Сбегав на кухню, я ставлю на столик два стаканчика и бутылку дешевого ямайского рома.
— Марка висельника, — шутит Джойс.
Я наполняю стаканчики до краев, мы салютуем друг другу и залпом выливаем содержимое. Алкоголь мчится по моим венам, распространяя тепло.
— Компас был очень ценным? — спрашивает Джойс, отставляя стакан.
— Не очень. Пятидолларовый пластмассовый компас, но это все, что у меня было от отца. Он подарил мне этот компас на день рождения. Я никогда не знал отца, так что компас имел для меня символическую ценность.
— Вы никогда не знали своего отца?
— Мои родители встретились на Западном побережье. Забеременев, мать вернулась домой, на окраину Монреаля. Несколько лет они переписывались, но я никогда его не видел.
— Даже фотографию? — удивилась Джойс.
— Единственная оставшаяся от него фотография висит на стене за вашей спиной, рядом с картой Пуэрто-Рико.
Джойс встает, чтобы получше рассмотреть фотографию. Моя мать, одна на каменистом пляже, морской бриз развевает ее волосы.
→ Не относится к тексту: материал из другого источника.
use std::fs;
use std::io::Cursor;
use std::path::Path;

use calamine::{DataType, Range, Reader, open_workbook_auto_from_rs};
use chrono::{Duration, NaiveDate, NaiveDateTime};
use tracing::{debug, instrument};

use crate::crdb::zoho::error::{ConvertError, Result};
use crate::crdb::zoho::model::RawGrid;

/// Layout used for date-time cells rendered as text.
pub const DATE_TIME_FORMAT: &str = "%Y-%m-%d %H:%M:%S";

/// Reads the first worksheet of a statement workbook as an untyped grid.
///
/// The format is detected from the file contents rather than the extension,
/// since statement exports named `.xls` are not always BIFF workbooks. Every
/// cell is rendered to trimmed text.
#[instrument(level = "debug", skip_all, fields(input = %path.display()))]
pub fn read_grid(path: &Path) -> Result<RawGrid> {
    let bytes = fs::read(path)?;
    let mut workbook = open_workbook_auto_from_rs(Cursor::new(bytes))?;
    let range = workbook
        .worksheet_range_at(0)
        .ok_or(ConvertError::EmptyWorkbook)??;
    let grid = range_to_grid(&range);
    debug!(rows = grid.len(), columns = grid.width(), "read worksheet");
    Ok(grid)
}

/// Renders a calamine range into a grid anchored at cell A1.
///
/// calamine ranges begin at the first used cell, so blank leading rows and
/// columns are restored as empty cells; grid indices then match the sheet's
/// own row numbers. Every row keeps the full width.
pub fn range_to_grid(range: &Range<DataType>) -> RawGrid {
    let (first_row, first_col) = range
        .start()
        .map(|(row, col)| (row as usize, col as usize))
        .unwrap_or((0, 0));
    let width = first_col + range.width();
    let leading = (0..first_row).map(|_| vec![String::new(); width]);
    let used = range.rows().map(|row| {
        std::iter::repeat_n(String::new(), first_col)
            .chain(row.iter().map(cell_to_string))
            .collect::<Vec<_>>()
    });
    RawGrid::new(leading.chain(used))
}

fn cell_to_string(cell: &DataType) -> String {
    match cell {
        DataType::String(value) => value.clone(),
        DataType::Float(value) => value.to_string(),
        DataType::Int(value) => value.to_string(),
        DataType::Bool(value) => value.to_string(),
        DataType::DateTime(serial) => serial_to_datetime(*serial)
            .map(|datetime| datetime.format(DATE_TIME_FORMAT).to_string())
            .unwrap_or_default(),
        DataType::Error(_) | DataType::Empty => String::new(),
        other => other.to_string(),
    }
}

/// Converts a 1900 date system serial number into a date-time.
pub fn serial_to_datetime(serial: f64) -> Option<NaiveDateTime> {
    if !serial.is_finite() || serial < 0.0 {
        return None;
    }
    let epoch = NaiveDate::from_ymd_opt(1899, 12, 30)?.and_hms_opt(0, 0, 0)?;
    let millis = (serial * 86_400_000.0).round() as i64;
    epoch.checked_add_signed(Duration::milliseconds(millis))
}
Она явно продрогла до костей, несмотря на объемистую военную куртку с капюшоном. Пляж замусорен сотнями обесцвеченных китовых костей. Чуть дальше можно различить покрытую листовым металлом хижину, а рядом с нею коротковолновую радиоантенну.
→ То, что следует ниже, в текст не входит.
use std::fmt;

use serde::Serialize;

/// Untyped cell grid read from the first worksheet of a statement.
///
/// Every cell is stored as trimmed text; an empty string stands for a blank
/// cell. No type inference happens at load time, dates and amounts stay text
/// until the row normalizer parses them.
#[derive(Debug, Clone, Default, PartialEq, Eq)]
pub struct RawGrid {
    rows: Vec<Vec<String>>,
}

impl RawGrid {
    /// Builds a grid from raw rows, trimming every cell.
    pub fn new<R, C>(rows: R) -> Self
    where
        R: IntoIterator,
        R::Item: IntoIterator<Item = C>,
        C: AsRef<str>,
    {
        let rows = rows
            .into_iter()
            .map(|row| {
                row.into_iter()
                    .map(|cell| cell.as_ref().trim().to_string())
                    .collect()
            })
            .collect();
        Self { rows }
    }

    pub fn rows(&self) -> &[Vec<String>] {
        &self.rows
    }

    pub fn row(&self, index: usize) -> Option<&[String]> {
        self.rows.get(index).map(Vec::as_slice)
    }

    pub fn len(&self) -> usize {
        self.rows.len()
    }

    pub fn is_empty(&self) -> bool {
        self.rows.is_empty()
    }

    /// Widest row in the grid.
    pub fn width(&self) -> usize {
        self.rows.iter().map(Vec::len).max().unwrap_or(0)
    }
}

/// Canonical transaction attribute located among arbitrarily named columns.
#[derive(Debug, Clone, Copy, PartialEq, Eq, PartialOrd, Ord, Hash)]
pub enum SemanticField {
    PostingDate,
    Details,
    ValueDate,
    Debit,
    Credit,
    BookBalance,
}

impl SemanticField {
    /// All fields in mapping order.
    pub const ALL: [SemanticField; 6] = [
        SemanticField::PostingDate,
        SemanticField::Details,
        SemanticField::ValueDate,
        SemanticField::Debit,
        SemanticField::Credit,
        SemanticField::BookBalance,
    ];

    /// Fields that must resolve for a conversion to proceed.
    pub const REQUIRED: [SemanticField; 4] = [
        SemanticField::PostingDate,
        SemanticField::Details,
        SemanticField::Debit,
        SemanticField::Credit,
    ];

    pub fn as_str(self) -> &'static str {
        match self {
            SemanticField::PostingDate => "posting_date",
            SemanticField::Details => "details",
            SemanticField::ValueDate => "value_date",
            SemanticField::Debit => "debit",
            SemanticField::Credit => "credit",
            SemanticField::BookBalance => "book_balance",
        }
    }

    /// Substrings a lowercased column name must all contain to map to this field.
    pub fn keywords(self) -> &'static [&'static str] {
        match self {
            SemanticField::PostingDate => &["posting", "date"],
            SemanticField::Details => &["details"],
            SemanticField::ValueDate => &["value", "date"],
            SemanticField::Debit => &["debit"],
            SemanticField::Credit => &["credit"],
            SemanticField::BookBalance => &["book", "balance"],
        }
    }

    /// Whether an already lowercased column name satisfies this field.
    pub fn matches(self, lowered_column: &str) -> bool {
        self.keywords()
            .iter()
            .all(|keyword| lowered_column.contains(keyword))
    }
}

impl fmt::Display for SemanticField {
    fn fmt(&self, f: &mut fmt::Formatter<'_>) -> fmt::Result {
        f.write_str(self.as_str())
    }
}

/// Literal written to the `Description` column of every record.
pub const TRANSFER_DESCRIPTION: &str = "Transfer";

/// One ledger import line derived from a statement row.
#[derive(Debug, Clone, PartialEq, Serialize)]
pub struct OutputRecord {
    /// ISO 8601 posting date, empty when the source cell did not parse.
    #[serde(rename = "Date")]
    pub date: String,
    #[serde(rename = "Withdrawals")]
    pub withdrawals: f64,
    #[serde(rename = "Deposits")]
    pub deposits: f64,
    /// Never derivable from the statement, always empty.
    #[serde(rename = "Payee")]
    pub payee: String,
    #[serde(rename = "Description")]
    pub description: String,
    /// Raw details text of the statement row.
    #[serde(rename = "Reference Number")]
    pub reference_number: String,
}

impl OutputRecord {
    /// Column names in output order.
    pub const HEADERS: [&'static str; 6] = [
        "Date",
        "Withdrawals",
        "Deposits",
        "Payee",
        "Description",
        "Reference Number",
    ];

    pub fn new(
        date: impl Into<String>,
        withdrawals: f64,
        deposits: f64,
        reference_number: impl Into<String>,
    ) -> Self {
        Self {
            date: date.into(),
            withdrawals,
            deposits,
            payee: String::new(),
            description: TRANSFER_DESCRIPTION.to_string(),
            reference_number: reference_number.into(),
        }
    }

    /// Whether the row represents a transaction worth importing.
    ///
    /// A dated row is kept when it moves money or carries a reference; rows
    /// without a date are always dropped.
    pub fn is_retained(&self) -> bool {
        !self.date.is_empty()
            && (self.withdrawals > 0.0 || self.deposits > 0.0 || !self.reference_number.is_empty())
    }
}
— А где же ваш отец? — спрашивает Джойс, хмурясь.
— Видите большое расплывчатое пятно справа? Это его палец, прижавшийся к объективу. Отец держит фотоаппарат.
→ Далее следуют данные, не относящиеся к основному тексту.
//! Lenient parsers for statement cell text.
//!
//! Both parsers absorb malformed input instead of failing: amounts degrade to
//! `0.0` and dates to an empty string, so one messy cell never costs the
//! whole statement.

use chrono::{Datelike, Local, NaiveDate};

/// Output format for parsed dates.
pub const ISO_DATE_FORMAT: &str = "%Y-%m-%d";

/// Day-first layouts, tried in order. Two-digit year layouts precede their
/// four-digit siblings because `%Y` happily reads `23` as the year 23.
const DAY_FIRST_FORMATS: &[&str] = &[
    "%d/%m/%y",
    "%d/%m/%Y",
    "%d-%m-%y",
    "%d-%m-%Y",
    "%d.%m.%y",
    "%d.%m.%Y",
    "%Y-%m-%d",
    "%Y/%m/%d",
    "%Y.%m.%d",
    "%Y%m%d",
    "%d/%b/%y",
    "%d/%b/%Y",
    "%d-%b-%y",
    "%d-%b-%Y",
    "%d %b %y",
    "%d %b %Y",
    "%d-%B-%Y",
    "%d %B %Y",
    "%b %d, %Y",
    "%B %d, %Y",
    "%b %d %Y",
    "%B %d %Y",
];

/// Month-first layouts for numeric dates that are impossible day-first,
/// e.g. `02/13/2023`.
const MONTH_FIRST_FORMATS: &[&str] = &[
    "%m/%d/%y",
    "%m/%d/%Y",
    "%m-%d-%y",
    "%m-%d-%Y",
    "%m.%d.%y",
    "%m.%d.%Y",
];

/// Parses an amount cell.
///
/// Spaces (including non-breaking ones), thousands separators, digit-group
/// underscores and any `USD` marker are removed before parsing. Empty or unparseable text yields `0.0`.
/// The sign of the parsed value is preserved.
pub fn parse_number(value: &str) -> f64 {
    let trimmed = value.trim();
    if trimmed.is_empty() {
        return 0.0;
    }
    let cleaned: String = trimmed
        .chars()
        .filter(|c| !matches!(c, '\u{a0}' | ' ' | ',' | '_'))
        .collect();
    cleaned.replace("USD", "").parse::<f64>().unwrap_or(0.0)
}

/// Parses a date cell into a calendar date, resolving ambiguous numeric
/// dates day-first. A trailing time of day is ignored. Two-digit years are
/// placed in the century that keeps them within 50 years of today.
pub fn parse_date(value: &str) -> Option<NaiveDate> {
    parse_date_relative_to(value, Local::now().year())
}

/// Same as [`parse_date`], with two-digit years resolved against
/// `current_year` instead of today.
pub fn parse_date_relative_to(value: &str, current_year: i32) -> Option<NaiveDate> {
    let trimmed = value.trim();
    if trimmed.is_empty() {
        return None;
    }
    let date_part = strip_time_of_day(trimmed);
    DAY_FIRST_FORMATS
        .iter()
        .chain(MONTH_FIRST_FORMATS)
        .find_map(|format| {
            let date = NaiveDate::parse_from_str(date_part, format).ok()?;
            if format.contains("%y") {
                resolve_century(date, current_year)
            } else {
                Some(date)
            }
        })
}

/// Parses a date cell into `YYYY-MM-DD`, or an empty string when the cell is
/// blank or not a recognisable date.
pub fn parse_date_str(value: &str) -> String {
    parse_date(value)
        .map(|date| date.format(ISO_DATE_FORMAT).to_string())
        .unwrap_or_default()
}

/// Moves a two-digit-year date into the century closest to `current_year`.
fn resolve_century(date: NaiveDate, current_year: i32) -> Option<NaiveDate> {
    let mut year = current_year - current_year.rem_euclid(100) + date.year().rem_euclid(100);
    if year >= current_year + 50 {
        year -= 100;
    } else if year < current_year - 50 {
        year += 100;
    }
    date.with_year(year)
}

fn strip_time_of_day(value: &str) -> &str {
    match value.rsplit_once([' ', 'T']) {
        Some((date, time)) if looks_like_time(time) => date.trim_end(),
        _ => value,
    }
}

fn looks_like_time(text: &str) -> bool {
    text.contains(':')
        && text
            .chars()
            .all(|c| c.is_ascii_digit() || matches!(c, ':' | '.'))
}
Джойс быстро разливает ром по стаканчикам. Салют, опустошение стаканов. Я чувствую накатывающиеся волны.
— Он остался на Западном побережье?
— Да. Добрался аж до Аляски, до маленькой деревушки под названием Никольское. Много лет я думал, что там делают все компасы в мире. Я воображал огромную компасную фабрику, построенную рядом с Северным полюсом. У меня были странные идеи.
— Вовсе нет, — возражает Джойс. — Магнитный полюс перемещается. Он мог пройти и через Никольское, не так ли?
— Соблазнительная теория, однако Никольское гораздо южнее.
Я иду за картонным тубусом, в котором храню свои карты. Отодвинув журнальный столик, я разворачиваю карты на полу и прижимаю углы бутылкой рома, чайником и двумя стопками путеводителей. Джойс опускается на колени рядом со мной. Я чувствую головокружение, которое пытаюсь приписать не близости ее колена к моей руке, а рому.
Первой оказывается карта Северного Ледовитого океана.
— Итак, магнитный север находится на острове Эллеф-Рингнес, вот здесь. Он постепенно приближается к географическому Северному полюсу. В начале века он был расположен в уголке полуострова Бутия, почти на две тысячи километров южнее.